I believed that I had a soft, very sensitive dog for a very long time. It wasn't until this last weekend when working at an IPO seminar that I had a trainer disagree. I've been having trouble keeping Aiden clean in protection and never thought that I would be able to physically correct him without having avoidance issues afterwards.

This weekend, the trainer told me to give him a firm correction. I was hesitant, and of course he yelped at the first correction, but once he realized that I wasn't fooling around, he stopped yelping at the following corrections. He had me trained to think that I'd stop if he made a big scene and cried that I would stop, so I never gave him corrections. He was absolutely faking it. After a few sessions, Aiden doesn't make a peep at a correction anymore. 

It needs to be made clear to the dog what exactly you are correcting them for, and with you out of sight, you will need another person to correct him for that behavior.


----------



## wildo (Jul 27, 2006)

In my opinion, more important than it being clear to the dog why it is being corrected is being clear and fair to the dog in expectation. Have you kept a training journal? What is your dog's current average duration for out of sight sits? Are you going WAY passed that when she breaks? Have you gradually built up that duration? Keep good records so that you can know where the threshold is. If you leave for 60 secs and the dog has a 30sec threshold and downs after 45 secs, you need to make note of that in your training journal. Work your out of sight sits for 40 secs and immediately come back to reward the dog. There needs to be more value in holding the sit, and if you don't know your dog's threshold for holding that behavior, you are in the dark about knowing how to build the duration. There's absolutely no reason to be issuing a correction on a dog that doesn't have any value in holding the position your asking. Completely unfair to the dog.

I also initially trained under a heavy-handed trainer. It's good motivation to learn about the other strategies out there that have a bit more respect for the dog as a thinking/conscience being.


----------



## Stosh (Jun 26, 2010)

Stosh yelped the first time he was corrected with a prong- the trainer had just fitted it and was demonstrating the proper way to use it and waited until a correction was needed. I think it was more out of surprise than anything else since he adores that trainer and Stosh is a bit over dramatic. I'm not sure I would switch trainers over that one incident.


----------



## JakodaCD OA (May 14, 2000)

ok I still want to know exactly what the trainer was correcting him for?

And I have/had a couple of drama queens

My gosh I'm surprised AC hasn't shown up at my house when I blowing out Masi, that girl screams like I'm killing her, she stands there like a perfect angel, but the noise she makes is unreal


----------



## wildo (Jul 27, 2006)

JakodaCD OA said:


> ok I still want to know exactly what the trainer was correcting him for?

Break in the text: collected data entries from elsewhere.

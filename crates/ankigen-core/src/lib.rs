use std::path::PathBuf;
use std::time::Duration;

use thiserror::Error;

pub mod batch;
pub mod dictionary;
pub mod enrich;
pub mod image;
pub mod media;
pub mod model;
pub mod package;
pub mod retry;
pub mod words;

#[cfg(test)]
mod test_support;

pub use batch::{BatchCancelled, CardEnricher, enrich_all};
pub use dictionary::{DictionaryClient, DictionaryEntry, DictionarySource};
pub use enrich::{EnrichError, Enricher};
pub use image::{ImageClient, ImageSource};
pub use media::{MediaCache, MediaError, MediaStore, sanitize_filename};
pub use model::{ExportFlashcard, Flashcard, RawFlashcard};
pub use package::{PackageError, Packager, ScriptPackager};
pub use retry::{RetryPolicy, retry_with_backoff};
pub use words::{StopWords, is_phrase};

/// Returned when the root `CancellationToken` fires before an operation completes.
#[derive(Error, Debug, Clone, Copy, PartialEq, Eq)]
#[error("operation cancelled")]
pub struct Cancelled;

/// Failure of a dictionary or image API lookup.
#[derive(Error, Debug)]
pub enum LookupError {
    #[error("word '{0}' not found")]
    NotFound(String),
    #[error("API error: {0}")]
    Api(String),
    #[error("unauthorized: invalid access token")]
    Unauthorized,
    #[error("forbidden: missing permissions")]
    Forbidden,
    #[error("rate limit exceeded: too many requests")]
    RateLimited,
    #[error("API returned status {0}")]
    Status(u16),
    #[error("failed to decode response: {0}")]
    Decode(#[from] serde_json::Error),
    #[error("no results for '{0}'")]
    Empty(String),
    #[error("HTTP request error: {0}")]
    Http(#[from] reqwest::Error),
    #[error(transparent)]
    Cancelled(#[from] Cancelled),
}

/// Which media file a download was for.
#[derive(Debug, Clone, Copy, PartialEq, Eq)]
pub enum MediaKind {
    AudioUk,
    AudioUs,
    Image,
}

impl std::fmt::Display for MediaKind {
    fn fmt(&self, f: &mut std::fmt::Formatter<'_>) -> std::fmt::Result {
        match self {
            MediaKind::AudioUk => write!(f, "UK audio"),
            MediaKind::AudioUs => write!(f, "US audio"),
            MediaKind::Image => write!(f, "image"),
        }
    }
}

/// Progress events emitted during enrichment.
#[derive(Debug, Clone, PartialEq)]
pub enum ProgressEvent {
    Enriching {
        index: usize,
        total: usize,
        english: String,
    },
    DictionaryMiss {
        word: String,
        error: String,
    },
    MainWordRetry {
        english: String,
        main_word: String,
    },
    MediaUnavailable {
        english: String,
        kind: MediaKind,
        error: String,
    },
    ItemFailed {
        index: usize,
        english: String,
        error: String,
    },
    Enriched {
        index: usize,
        total: usize,
        english: String,
        has_dictionary_data: bool,
    },
}

/// Progress sink shared between the pipeline and the batch driver.
pub type ProgressFn = std::sync::Arc<dyn Fn(ProgressEvent) + Send + Sync>;

/// A sink that drops every event.
pub fn silent_progress() -> ProgressFn {
    std::sync::Arc::new(|_| {})
}

/// Configuration for the enrichment run.
#[derive(Debug, Clone)]
pub struct Config {
    pub unsplash_key: Option<String>,
    pub media_dir: PathBuf,
    pub dictionary_base_url: String,
    pub image_base_url: String,
    pub max_retries: u32,
    pub retry_base_delay: Duration,
    pub api_timeout_secs: u64,
    pub download_timeout_secs: u64,
    pub extra_stopwords: Vec<String>,
}

impl Default for Config {
    fn default() -> Self {
        Self {
            unsplash_key: None,
            media_dir: PathBuf::from("media"),
            dictionary_base_url: dictionary::DEFAULT_BASE_URL.to_string(),
            image_base_url: image::DEFAULT_BASE_URL.to_string(),
            max_retries: 3,
            retry_base_delay: Duration::from_secs(1),
            api_timeout_secs: 30,
            download_timeout_secs: 60,
            extra_stopwords: Vec::new(),
        }
    }
}

impl Config {
    pub fn retry_policy(&self) -> RetryPolicy {
        RetryPolicy::new(self.max_retries, self.retry_base_delay)
    }

    pub fn stopwords(&self) -> StopWords {
        StopWords::default().with_extra(&self.extra_stopwords)
    }
}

Wouldn't the correction be for breaking the sit? Were you looking for something more specific?


----------



## Gharrissc (May 19, 2012)

I have had a lot of dogs who should win an oscar for best actor/actress. Not saying that your dog was faking his reaction,but that could be a possibility. If you are happy with your trainer otherwise,I wouldn't stop going to her. If I were really bothered by what happened,then I would call her and talk to her before going to the next session.


----------



## Jag (Jul 27, 2012)

I don't think I've seen dogs that are more dramatic than GSD's!  However... I learned the "hard way" about over-correction of a dog that's soft to the handler. I had a hard time adjusting my training to her in the beginning. Yes, it could be that you're not correcting "enough". The test of that is "are you getting the desired response with what you're currently doing?" If the answer is "yes" then continue on. If it's "no" then you need to adjust. It's hard to not become protective or defensive in this position. However, they can and *will* yelp from a correction either because it's not been done before or they're being a drama queen. However, the response toward the trainer afterwards is troublesome. Also, did the trainer *ever* acknowledge after the dog showed fear of her that she'd maybe gone over the top? Did she come back to the dog with praise and reward after seeing the dog's reaction to her? If not, she's not a "good trainer" in my book. Every owner and trainer needs to know the dog and adjust accordingly. I think it's unprofessional to laugh at a client's training method. There are many trainers out there, and just because some people may think they're great, if that's not your experience then it is what it is. Personally? If a trainer made my dog cry out, I wouldn't right off think this is a problem. However, if then they laughed at me and/or didn't recognize the impact on the dog and try to correct that right off I'd be out the door. That dog *could* (depending on the dog, of course) turn aggressive in defense of itself or be so worried about what happened that it's not paying attention to the training anymore. IMO, you shouldn't have to point out to a "good" trainer that the correction has caused issues and to try another method. They should be able to see this themselves, AND it would've been a great "teachable moment" for what happens when you over-correct a dog that's soft to the handler and how to adjust after that, etc. 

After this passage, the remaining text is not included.